■ **Exercise details**: Check every line below, and copy those that include "CategoryId".

(Collected data entries)
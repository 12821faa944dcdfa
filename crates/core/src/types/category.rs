//! Service categories and gender targeting.

use serde::{Deserialize, Serialize};

use crate::CategoryId;

/// Error returned when a category name is not in the catalog.
#[derive(thiserror::Error, Debug, Clone, PartialEq, Eq)]
#[error("unknown service category: {0}")]
pub struct UnknownCategory(pub String);

/// Who a service is aimed at.
///
/// The remote API sends this as a free-form `genderCategory` string; it is
/// compared case-insensitively.
#[derive(Debug, Clone, Copy, PartialEq, Eq, Hash, Serialize, Deserialize)]
#[serde(rename_all = "lowercase")]
pub enum GenderCategory {
    Male,
    Female,
    Kid,
    Unisex,
}

impl GenderCategory {
    /// Parse a `genderCategory` value, ignoring case and surrounding spaces.
    #[must_use]
    pub fn parse_lenient(s: &str) -> Option<Self> {
        match s.trim().to_ascii_lowercase().as_str() {
            "male" | "men" => Some(Self::Male),
            "female" | "women" => Some(Self::Female),
            "kid" | "kids" => Some(Self::Kid),
            "unisex" => Some(Self::Unisex),
            _ => None,
        }
    }
}

impl std::fmt::Display for GenderCategory {
    fn fmt(&self, f: &mut std::fmt::Formatter<'_>) -> std::fmt::Result {
        match self {
            Self::Male => write!(f, "male"),
            Self::Female => write!(f, "female"),
            Self::Kid => write!(f, "kid"),
            Self::Unisex => write!(f, "unisex"),
        }
    }
}

/// Gender filter applied to a service list.
#[derive(Debug, Clone, Copy, PartialEq, Eq, Hash, Default)]
pub enum GenderFilter {
    /// No constraint.
    #[default]
    All,
    /// Only services tagged with this category.
    Only(GenderCategory),
}

impl GenderFilter {
    /// Whether a service's raw `genderCategory` passes this filter.
    #[must_use]
    pub fn matches(self, gender_category: Option<&str>) -> bool {
        match self {
            Self::All => true,
            Self::Only(wanted) => {
                gender_category.and_then(GenderCategory::parse_lenient) == Some(wanted)
            }
        }
    }
}

impl std::str::FromStr for GenderFilter {
    type Err = String;

    fn from_str(s: &str) -> Result<Self, Self::Err> {
        if s.trim().eq_ignore_ascii_case("all") {
            return Ok(Self::All);
        }
        GenderCategory::parse_lenient(s)
            .map(Self::Only)
            .ok_or_else(|| format!("invalid gender filter: {s}"))
    }
}

/// A service category known to the remote API.
///
/// Services are listed per `(salon, category)` pair, so a category's server
/// id is needed to browse a salon's menu.
#[derive(Debug, Clone, Copy, PartialEq, Eq, Hash)]
pub struct ServiceCategory {
    /// Display name.
    pub name: &'static str,
    /// Server-side category id.
    pub id: &'static str,
}

impl ServiceCategory {
    /// Every category the booking flow offers, in menu order.
    pub const ALL: [Self; 10] = [
        Self::new("Haircut", "694ce6be84ba8f65cd26743b"),
        Self::new("Hair Styling", "694ce6be84ba8f65cd26743c"),
        Self::new("Hair Coloring", "694ce6be84ba8f65cd26743d"),
        Self::new("Facial", "694ce6be84ba8f65cd267440"),
        Self::new("Cleanup", "694ce6be84ba8f65cd267441"),
        Self::new("Manicure", "694ce6be84ba8f65cd267443"),
        Self::new("Pedicure", "694ce6be84ba8f65cd267444"),
        Self::new("Waxing", "694ce6be84ba8f65cd267446"),
        Self::new("Makeup", "694ce6be84ba8f65cd267449"),
        Self::new("Massage", "694ce6be84ba8f65cd26744b"),
    ];

    const fn new(name: &'static str, id: &'static str) -> Self {
        Self { name, id }
    }

    /// The category selected when the menu first opens.
    #[must_use]
    pub const fn default_category() -> Self {
        Self::ALL[0]
    }

    /// Look up a category by display name, ignoring case.
    ///
    /// # Errors
    ///
    /// Returns [`UnknownCategory`] if no category has that name.
    pub fn by_name(name: &str) -> Result<Self, UnknownCategory> {
        Self::ALL
            .into_iter()
            .find(|c| c.name.eq_ignore_ascii_case(name.trim()))
            .ok_or_else(|| UnknownCategory(name.to_owned()))
    }

    /// The category id as a typed id.
    #[must_use]
    pub fn category_id(&self) -> CategoryId {
        CategoryId::new(self.id)
    }
}

impl std::fmt::Display for ServiceCategory {
    fn fmt(&self, f: &mut std::fmt::Formatter<'_>) -> std::fmt::Result {
        f.write_str(self.name)
    }
}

■ **Written solution**:
use crate::CategoryId;
    pub fn category_id(&self) -> CategoryId {
        CategoryId::new(self.id)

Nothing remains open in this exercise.